8.1. Normative References

[RFC2119] Bradner, S., "Key words for use in RFCs to Indicate Requirement Levels", BCP 14, RFC 2119, March 1997.
[RFC4960] Stewart, R., "Stream Control Transmission Protocol", RFC 4960, September 2007.

8.2. Informative References

[IYENGAR06] Iyengar, J., Amer, P. and R. Stewart, "Concurrent Multipath Transfer using SCTP Multihoming over Independent End-to-end Paths.", IEEE/ACM Trans on Networking 14(5), 10 2006.
[NATARAJAN09] Natarajan, P., Ekiz, N., Amer, P. and R. Stewart, "Concurrent Multipath Transfer during Path Failure ", Computer Communications , 5 2009.
[JUNGMAIER02] Jungmaier, A., Rathgeb, E. and M. Tuexen, "On the use of SCTP in failover scenarios ", World Multiconference on Systemics, Cybernetics and Informatics , 7 2002.
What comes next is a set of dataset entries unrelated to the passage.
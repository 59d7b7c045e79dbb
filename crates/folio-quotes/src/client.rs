//! HTTP client for the market quote source.
//!
//! Fetches the equity's regular-market price and the GBP/USD rate from
//! the quote API's `/v7/finance/quote` endpoint. Both lookups share the
//! same wire shape; an FX pair is just a symbol like `GBPUSD=X`.

use crate::error::{QuoteError, QuoteResult};
use chrono::{DateTime, Utc};
use folio_core::{FxRate, Price};
use reqwest::Client;
use rust_decimal::Decimal;
use serde::Deserialize;
use std::time::Duration;
use tracing::{debug, info};

/// Timeout bounding each quote request.
const DEFAULT_TIMEOUT: Duration = Duration::from_secs(15);

/// Top-level quote endpoint response.
#[derive(Debug, Deserialize)]
struct QuoteEnvelope {
    #[serde(rename = "quoteResponse")]
    quote_response: QuoteBody,
}

#[derive(Debug, Deserialize)]
struct QuoteBody {
    #[serde(default)]
    result: Vec<QuoteEntry>,
}

/// One quoted symbol. Fields beyond these are ignored.
#[derive(Debug, Deserialize)]
struct QuoteEntry {
    symbol: String,
    #[serde(rename = "regularMarketPrice")]
    regular_market_price: Option<Decimal>,
    /// Unix seconds of the observation; absent for some illiquid symbols.
    #[serde(rename = "regularMarketTime")]
    regular_market_time: Option<i64>,
}

/// Client for the market quote source.
pub struct QuoteClient {
    client: Client,
    base_url: String,
}

impl QuoteClient {
    /// Create a new quote client.
    ///
    /// # Arguments
    /// * `base_url` - Root of the quote API (e.g., "https://query1.finance.yahoo.com")
    pub fn new(base_url: impl Into<String>) -> QuoteResult<Self> {
        let client = Client::builder()
            .timeout(DEFAULT_TIMEOUT)
            .build()
            .map_err(|e| QuoteError::HttpClient(format!("Failed to create HTTP client: {e}")))?;

        Ok(Self {
            client,
            base_url: base_url.into(),
        })
    }

    /// Fetch the current price and observation time for a symbol.
    ///
    /// A missing observation time falls back to now; a missing price is
    /// an upstream error.
    pub async fn fetch_quote(&self, symbol: &str) -> QuoteResult<(Price, DateTime<Utc>)> {
        let entry = self.fetch_entry(symbol).await?;

        let price = entry
            .regular_market_price
            .ok_or_else(|| QuoteError::MalformedPayload(format!("{symbol}: no market price")))?;

        let observed_at = entry
            .regular_market_time
            .and_then(|secs| DateTime::from_timestamp(secs, 0))
            .unwrap_or_else(Utc::now);

        info!(symbol, %price, %observed_at, "Fetched quote");
        Ok((Price::new(price), observed_at))
    }

    /// Fetch the current rate for an FX pair symbol.
    ///
    /// A zero or negative rate is rejected here so no downstream
    /// computation ever divides by it.
    pub async fn fetch_fx_rate(&self, pair: &str) -> QuoteResult<FxRate> {
        let entry = self.fetch_entry(pair).await?;

        let rate = entry
            .regular_market_price
            .ok_or_else(|| QuoteError::MalformedPayload(format!("{pair}: no market price")))?;

        if rate <= Decimal::ZERO {
            return Err(QuoteError::InvalidRate(pair.to_string()));
        }

        info!(pair, %rate, "Fetched FX rate");
        Ok(FxRate::new(rate))
    }

    async fn fetch_entry(&self, symbol: &str) -> QuoteResult<QuoteEntry> {
        let url = format!("{}/v7/finance/quote", self.base_url);
        debug!(%url, symbol, "Requesting quote");

        let response = self
            .client
            .get(&url)
            .query(&[("symbols", symbol)])
            .send()
            .await
            .map_err(|e| QuoteError::HttpClient(format!("HTTP request failed: {e}")))?;

        let status = response.status();
        if !status.is_success() {
            let body = response.text().await.unwrap_or_default();
            return Err(QuoteError::HttpClient(format!("HTTP {status}: {body}")));
        }

        let envelope: QuoteEnvelope = response
            .json()
            .await
            .map_err(|e| QuoteError::MalformedPayload(format!("Failed to parse response: {e}")))?;

        envelope
            .quote_response
            .result
            .into_iter()
            .find(|entry| entry.symbol == symbol)
            .ok_or_else(|| QuoteError::MissingQuote(symbol.to_string()))
    }
}

#[async_trait::async_trait]
impl folio_core::QuoteSource for QuoteClient {
    async fn quote(&self, symbol: &str) -> folio_core::SourceResult<(Price, DateTime<Utc>)> {
        Ok(self.fetch_quote(symbol).await?)
    }

    async fn fx_rate(&self, pair: &str) -> folio_core::SourceResult<FxRate> {
        Ok(self.fetch_fx_rate(pair).await?)
    }
}

#[cfg(test)]
mod tests {
    use super::*;
    use rust_decimal_macros::dec;

    #[test]
    fn test_quote_envelope_parsing() {
        let json = r#"{
            "quoteResponse": {
                "result": [
                    {"symbol": "S27.SI", "regularMarketPrice": 10.20, "regularMarketTime": 1754300000}
                ],
                "error": null
            }
        }"#;
        let envelope: QuoteEnvelope = serde_json::from_str(json).unwrap();
        let entry = &envelope.quote_response.result[0];
        assert_eq!(entry.symbol, "S27.SI");
        assert_eq!(entry.regular_market_price, Some(dec!(10.20)));
        assert_eq!(entry.regular_market_time, Some(1754300000));
    }

    #[test]
    fn test_quote_envelope_missing_fields() {
        let json = r#"{"quoteResponse": {"result": [{"symbol": "GBPUSD=X"}]}}"#;
        let envelope: QuoteEnvelope = serde_json::from_str(json).unwrap();
        let entry = &envelope.quote_response.result[0];
        assert!(entry.regular_market_price.is_none());
        assert!(entry.regular_market_time.is_none());
    }

    #[test]
    fn test_quote_envelope_empty_result() {
        let json = r#"{"quoteResponse": {"result": []}}"#;
        let envelope: QuoteEnvelope = serde_json::from_str(json).unwrap();
        assert!(envelope.quote_response.result.is_empty());
    }
}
[GRINNEMO04] Grinnemo, K-J and A. Brunstrom, "Performance of SCTP-controlled failovers in M3UA-based SIGTRAN networks ", Advanced Simulation Technologies Conference , 4 2004.
[FALLON08] Fallon, S., Jacob, P., Qiao, Y., Murphy, L., Fallon, E. and A. Hanley, "SCTP Switchover Performance Issues in WLAN Environments ", IEEE CCNC 2008, 1 2008.
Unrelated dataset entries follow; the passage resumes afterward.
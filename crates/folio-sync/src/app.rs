//! Application orchestration.
//!
//! Owns the collaborator clients and the per-flow run locks, and maps
//! trigger-surface flow names onto the reconciliation runners. A flow
//! whose lock is held is rejected, not queued, so a slow run can never
//! pile up duplicate submissions behind itself.

use crate::config::{AppConfig, Secrets};
use crate::error::{AppError, AppResult};
use folio_broker::BrokerClient;
use folio_core::FlowKind;
use folio_ledger::LedgerClient;
use folio_persistence::QuoteCacheStore;
use folio_quotes::QuoteClient;
use folio_recon::{run_cash_flow, run_holding_flow, FlowReport};
use std::sync::Arc;
use std::time::Duration;
use tokio::sync::Mutex;
use tracing::{error, info, warn};

/// Main application.
pub struct Application {
    config: AppConfig,
    broker: BrokerClient,
    quotes: QuoteClient,
    ledger: LedgerClient,
    store: QuoteCacheStore,
    cash_lock: Mutex<()>,
    holding_lock: Mutex<()>,
}

impl Application {
    /// Create a new application.
    ///
    /// Client construction checks the tokens, so a missing secret
    /// fails here, before any network call.
    pub fn new(config: AppConfig, secrets: Secrets) -> AppResult<Self> {
        let broker = BrokerClient::new(&config.broker.base_url, secrets.broker_token)?;
        let quotes = QuoteClient::new(&config.quotes.base_url)?;
        let ledger = LedgerClient::new(
            &config.ledger.base_url,
            &config.ledger.budget_id,
            secrets.ledger_token,
        )?;
        let store = QuoteCacheStore::new(&config.store.data_dir);

        Ok(Self {
            config,
            broker,
            quotes,
            ledger,
            store,
            cash_lock: Mutex::new(()),
            holding_lock: Mutex::new(()),
        })
    }

    pub fn config(&self) -> &AppConfig {
        &self.config
    }

    /// Run the named flow(s) sequentially.
    ///
    /// `both` runs cash first, then holding, and stops at the first
    /// failure, mirroring one scheduled tick.
    pub async fn run_flow(&self, flow: FlowKind) -> AppResult<Vec<FlowReport>> {
        match flow {
            FlowKind::Cash => Ok(vec![self.run_cash().await?]),
            FlowKind::Holding => Ok(vec![self.run_holding().await?]),
            FlowKind::Both => {
                let cash = self.run_cash().await?;
                let holding = self.run_holding().await?;
                Ok(vec![cash, holding])
            }
        }
    }

    async fn run_cash(&self) -> AppResult<FlowReport> {
        let Ok(_guard) = self.cash_lock.try_lock() else {
            warn!("Cash flow already in flight, rejecting trigger");
            return Err(AppError::FlowBusy(FlowKind::Cash));
        };

        info!("Cash reconciliation run starting");
        let report = run_cash_flow(&self.config.cash, &self.broker, &self.ledger).await?;
        info!(posted = report.posted(), "Cash reconciliation run finished");
        Ok(FlowReport::Cash(report))
    }

    async fn run_holding(&self) -> AppResult<FlowReport> {
        let Ok(_guard) = self.holding_lock.try_lock() else {
            warn!("Holding flow already in flight, rejecting trigger");
            return Err(AppError::FlowBusy(FlowKind::Holding));
        };

        info!("Holding reconciliation run starting");
        let report =
            run_holding_flow(&self.config.holding, &self.quotes, &self.ledger, &self.store)
                .await?;
        info!(
            posted = report.posted_count,
            "Holding reconciliation run finished"
        );
        Ok(FlowReport::Holding(report))
    }

    /// Run both flows on the configured interval, forever.
    ///
    /// A failed tick is logged and the next tick proceeds; the
    /// scheduler itself never stops.
    pub async fn run_scheduler(self: Arc<Self>) {
        let period = Duration::from_secs(self.config.scheduler.interval_secs);
        let mut interval = tokio::time::interval(period);
        interval.set_missed_tick_behavior(tokio::time::MissedTickBehavior::Delay);

        info!(interval_secs = period.as_secs(), "Scheduler started");
        loop {
            interval.tick().await;
            match self.run_flow(FlowKind::Both).await {
                Ok(reports) => info!(flows = reports.len(), "Scheduled run finished"),
                Err(e) => error!(error = %e, "Scheduled run failed"),
            }
        }
    }
}

#[cfg(test)]
mod tests {
    use super::*;
    use crate::error::AppError;
    use folio_broker::BrokerError;
    use folio_ledger::LedgerError;

    fn config() -> AppConfig {
        toml::from_str(
            r#"
            [ledger]
            budget_id = "budget-1"

            [cash]
            account_id = "acct-cash"

            [holding]
            account_id = "acct-holding"
            symbol = "S27.SI"
            shares = 54
            "#,
        )
        .unwrap()
    }

    fn secrets() -> Secrets {
        Secrets {
            ledger_token: Some("ledger-token".to_string()),
            broker_token: Some("broker-token".to_string()),
        }
    }

    #[test]
    fn test_missing_broker_token_fails_at_construction() {
        let result = Application::new(
            config(),
            Secrets {
                broker_token: None,
                ..secrets()
            },
        );
        assert!(matches!(
            result,
            Err(AppError::Broker(BrokerError::MissingToken))
        ));
    }

    #[test]
    fn test_missing_ledger_token_fails_at_construction() {
        let result = Application::new(
            config(),
            Secrets {
                ledger_token: None,
                ..secrets()
            },
        );
        assert!(matches!(
            result,
            Err(AppError::Ledger(LedgerError::MissingToken))
        ));
    }

    #[tokio::test]
    async fn test_in_flight_flow_rejects_trigger() {
        let app = Application::new(config(), secrets()).unwrap();

        let _held = app.cash_lock.try_lock().unwrap();
        let result = app.run_cash().await;

        assert!(matches!(
            result,
            Err(AppError::FlowBusy(FlowKind::Cash))
        ));
    }
}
[CARO04] Caro Jr., A., Amer, P. and R. Stewart, "End-to-End Failover Thresholds for Transport Layer Multihoming ", MILCOM 2004 , 11 2004.
[CARO05] Caro Jr., A., "End-to-End Fault Tolerance using Transport Layer Multihoming ", Ph.D Thesis, University of Delaware , 1 2005.
[CARO02] Caro Jr., A., Iyengar, J., Amer, P., Heinz, G. and R. Stewart, "A Two-level Threshold Recovery Mechanism for SCTP ", Tech report, CIS Dept, University of Delaware , 7 2002.